Stored items:

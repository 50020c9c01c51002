//! Shared models, wire types and collaborator traits for blink action execution.
//!
//! Everything in this crate is free of I/O: the HTTP side lives in `blink-client`, which
//! implements the traits declared in [`traits`].
pub mod dto;
pub mod models;
pub mod traits;

pub use models::{
    action::Action,
    component::{Component, ComponentId},
    execution::{reduce, ExecutionEvent, ExecutionState, ExecutionStatus},
    trust::{TrustAssessment, TrustState},
};

/// Fallback shown to the user when a failure carries no usable message.
pub const UNKNOWN_ERROR_MESSAGE: &str = "Unknown error, please try again";
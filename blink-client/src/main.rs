use blink_client::cli::run_cli;

fn main() -> anyhow::Result<()> {
    tokio::runtime::Builder::new_multi_thread()
        .enable_all()
        .build()?
        .block_on(run_cli())
}
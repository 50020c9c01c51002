use std::{collections::BTreeMap, sync::Arc};

use anyhow::{anyhow, bail, Context};
use async_trait::async_trait;
use blink_common::{
    dto::ParameterValue,
    models::{
        action::ActionServices,
        component::{ComponentId, ComponentKind, ComponentValues},
        error::AdapterError,
        trust::{Origin, OriginKind, SecurityLevel},
        Account, Signature,
    },
    traits::{ActionAdapter, AdapterContext, TrustRegistry},
    Action, Component,
};
use clap::{Parser, Subcommand};
use serde_json::json;
use tracing::{debug, info, warn};
use tracing_appender::rolling;
use url::Url;

use crate::{
    config::{RetryConfiguration, SessionConfig},
    registry::{parse_blink_url, HttpTrustRegistry, RegistryDocument},
    rpc::{HttpActionClient, HttpActionClientOptions},
    session::ActionSession,
};

const SOLANA_MAINNET: &str = "solana:5eykt4UsFv8P8NJdTREpY1vzqKqZKvdp";
const SOLANA_DEVNET: &str = "solana:EtWTRABZaYq6iMfeYKouRu166VU2xqa1";

/// Blink Client CLI - A tool for inspecting and building blockchain actions
///
/// Resolves action urls, classifies them against a trust registry and requests transactions
/// from action endpoints. Transactions are never signed.
#[derive(Parser, Debug, Clone, PartialEq)]
#[clap(version = env!("CARGO_PKG_VERSION"))]
struct CliArgs {
    /// Proxy all action requests through `<proxy>?url=<target>`.
    #[clap(long, env = "BLINK_PROXY_URL")]
    proxy_url: Option<String>,

    /// Trust registry document url. Without it every url is classified as unknown.
    #[clap(long, env = "BLINK_REGISTRY_URL")]
    registry_url: Option<String>,

    /// Which trust verdicts may execute without an override: only-trusted, non-malicious or
    /// all.
    #[clap(long, default_value = "only-trusted")]
    security_level: SecurityLevel,

    /// CAIP-2 ids of the blockchains the wallet supports.
    #[clap(long = "blockchain", default_values = [SOLANA_MAINNET, SOLANA_DEVNET])]
    blockchains: Vec<String>,

    /// Logging folder path.
    #[clap(long, default_value = "logs")]
    log_folder: String,

    /// Enable verbose logging.
    #[clap(long)]
    verbose: bool,

    #[clap(subcommand)]
    command: Command,
}

#[derive(Subcommand, Debug, Clone, PartialEq)]
enum Command {
    /// Resolve an action and print its trust classification and components.
    Inspect {
        /// Action url, `solana-action:` url or interstitial url.
        url: String,

        /// Page the action was found on.
        #[clap(long)]
        origin: Option<String>,

        /// Classify `--origin` as an interstitial instead of a website.
        #[clap(long)]
        interstitial: bool,
    },
    /// Request a transaction from one component of an action.
    Post {
        url: String,

        /// Account the transaction is built for.
        #[clap(long)]
        account: String,

        /// Index of the component to post.
        #[clap(long)]
        component: usize,

        /// Parameter value as `name=value`. Repeat for several parameters or checkbox options.
        #[clap(long = "value", value_parser = parse_key_value)]
        values: Vec<(String, String)>,
    },
}

fn parse_key_value(raw: &str) -> Result<(String, String), String> {
    raw.split_once('=')
        .map(|(k, v)| (k.trim().to_string(), v.to_string()))
        .filter(|(k, _)| !k.is_empty())
        .ok_or_else(|| format!("Expected `name=value`, got `{raw}`"))
}

/// Wallet stand-in: connects as a fixed account and refuses to sign.
struct ReadOnlyAdapter {
    account: Option<Account>,
    blockchains: Vec<String>,
}

#[async_trait]
impl ActionAdapter for ReadOnlyAdapter {
    async fn connect(&self, _context: &AdapterContext) -> Result<Option<Account>, AdapterError> {
        Ok(self.account.clone())
    }

    async fn sign_transaction(
        &self,
        _transaction: &str,
        _context: &AdapterContext,
    ) -> Result<Signature, AdapterError> {
        Err(AdapterError::Wallet("the CLI does not sign transactions".to_string()))
    }

    async fn confirm_transaction(
        &self,
        _signature: &str,
        _context: &AdapterContext,
    ) -> Result<(), AdapterError> {
        Err(AdapterError::Wallet("the CLI does not sign transactions".to_string()))
    }

    fn supported_blockchains(&self) -> Vec<String> {
        self.blockchains.clone()
    }
}

pub async fn run_cli() -> anyhow::Result<()> {
    // Parse CLI Args
    let args: CliArgs = CliArgs::parse();

    // Setup Logging
    let log_level = if args.verbose { "debug" } else { "info" };
    let (non_blocking, _guard) =
        tracing_appender::non_blocking(rolling::never(&args.log_folder, "blink_client.log"));
    let subscriber = tracing_subscriber::fmt()
        .with_env_filter(
            tracing_subscriber::EnvFilter::try_from_default_env()
                .unwrap_or_else(|_| tracing_subscriber::EnvFilter::new(log_level)),
        )
        .with_writer(non_blocking)
        .finish();

    tracing::subscriber::set_global_default(subscriber)
        .map_err(|e| anyhow!("Failed to set up logging subscriber: {e}"))?;

    let client = HttpActionClient::new(
        HttpActionClientOptions::new().with_proxy_url(args.proxy_url.clone()),
    )?;

    match args.command.clone() {
        Command::Inspect { url, origin, interstitial } => {
            let adapter = ReadOnlyAdapter { account: None, blockchains: args.blockchains.clone() };
            let services = Arc::new(ActionServices::new(Arc::new(client), Arc::new(adapter)));
            inspect(&args, services, &url, origin.as_deref(), interstitial).await
        }
        Command::Post { url, account, component, values } => {
            let adapter = ReadOnlyAdapter {
                account: Some(account.clone()),
                blockchains: args.blockchains.clone(),
            };
            let services = Arc::new(ActionServices::new(Arc::new(client), Arc::new(adapter)));
            post(services, &url, &account, ComponentId(component), values).await
        }
    }
}

async fn trust_registry(args: &CliArgs) -> anyhow::Result<Arc<dyn TrustRegistry>> {
    let Some(url) = args.registry_url.as_deref() else {
        info!("No trust registry configured, every url is unknown");
        return Ok(Arc::new(RegistryDocument::default()));
    };
    let registry = HttpTrustRegistry::new(url, RetryConfiguration::default())?;
    if let Err(err) = registry.refresh().await {
        warn!(%err, "Failed to load trust registry, every url is unknown");
    }
    Ok(Arc::new(registry))
}

async fn inspect(
    args: &CliArgs,
    services: Arc<ActionServices>,
    raw_url: &str,
    origin: Option<&str>,
    interstitial: bool,
) -> anyhow::Result<()> {
    let blink = parse_blink_url(raw_url)?;
    let origin = match origin {
        Some(origin) => Some(Origin {
            url: Url::parse(origin).with_context(|| format!("Invalid origin url `{origin}`"))?,
            kind: if interstitial { OriginKind::Interstitial } else { OriginKind::Website },
        }),
        None => blink.origin,
    };
    debug!(action = %blink.action, ?origin, "Inspecting action");

    let registry = trust_registry(args).await?;
    let action = Action::resolve(blink.action, services).await?;
    let session = ActionSession::start(
        action,
        registry,
        origin,
        SessionConfig::new().security_level(args.security_level),
    )
    .await;

    let action = session.action();
    let output = json!({
        "url": action.url().as_str(),
        "type": action.kind(),
        "title": action.title(),
        "description": action.description(),
        "icon": action.icon(),
        "label": action.label(),
        "disabled": action.disabled(),
        "error": action.error().map(|e| e.message.clone()),
        "metadata": action.metadata(),
        "live_data_delay_ms": action
            .live_data_delay()
            .map(|d| d.as_millis() as u64),
        "supportability": session.supportability(),
        "trust": session.assessment(),
        "disclaimer": session.disclaimer(),
        "state": session.state(),
        "components": session.descriptors(),
    });
    println!("{}", serde_json::to_string_pretty(&output)?);
    Ok(())
}

/// Groups `name=value` pairs into the shape the component expects.
fn component_values(
    component: &Component,
    values: Vec<(String, String)>,
) -> anyhow::Result<Option<ComponentValues>> {
    if values.is_empty() {
        return Ok(None);
    }
    let values = match component.kind() {
        ComponentKind::Button => bail!("Component {} takes no values", component.id()),
        ComponentKind::SingleValue => {
            let [(_, value)]: [(String, String); 1] = values
                .try_into()
                .map_err(|_| anyhow!("Component {} takes a single value", component.id()))?;
            ComponentValues::Single(value)
        }
        ComponentKind::MultiValue => {
            ComponentValues::Multi(values.into_iter().map(|(_, v)| v).collect())
        }
        ComponentKind::Form => {
            let mut grouped: BTreeMap<String, Vec<String>> = BTreeMap::new();
            for (name, value) in values {
                grouped.entry(name).or_default().push(value);
            }
            ComponentValues::Form(
                grouped
                    .into_iter()
                    .map(|(name, mut values)| {
                        let value = if values.len() == 1 {
                            ParameterValue::Text(values.remove(0))
                        } else {
                            ParameterValue::List(values)
                        };
                        (name, value)
                    })
                    .collect(),
            )
        }
    };
    Ok(Some(values))
}

async fn post(
    services: Arc<ActionServices>,
    raw_url: &str,
    account: &str,
    id: ComponentId,
    values: Vec<(String, String)>,
) -> anyhow::Result<()> {
    let blink = parse_blink_url(raw_url)?;
    let mut action = Action::resolve(blink.action, services).await?;
    let client = action.client().clone();
    let component = action
        .component_mut(id)
        .ok_or_else(|| anyhow!("Action has no component {id}"))?;

    if let Some(values) = component_values(component, values)? {
        component.apply_values(values)?;
    }
    component.validate()?;

    info!(href = %component.href(), "Posting component");
    let response = component
        .post(client.as_ref(), account)
        .await?;
    let transaction_size = response
        .transaction_bytes()
        .transpose()
        .context("Transaction is not valid base64")?
        .map(|bytes| bytes.len());

    let output = json!({
        "href": component.href(),
        "transaction": response.transaction,
        "transaction_size": transaction_size,
        "message": response.message,
        "links": response.links,
    });
    println!("{}", serde_json::to_string_pretty(&output)?);
    Ok(())
}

Exercise details:
Go through the records and pull out each line that includes the word "struct".

Expected output:
struct CliArgs {
struct ReadOnlyAdapter {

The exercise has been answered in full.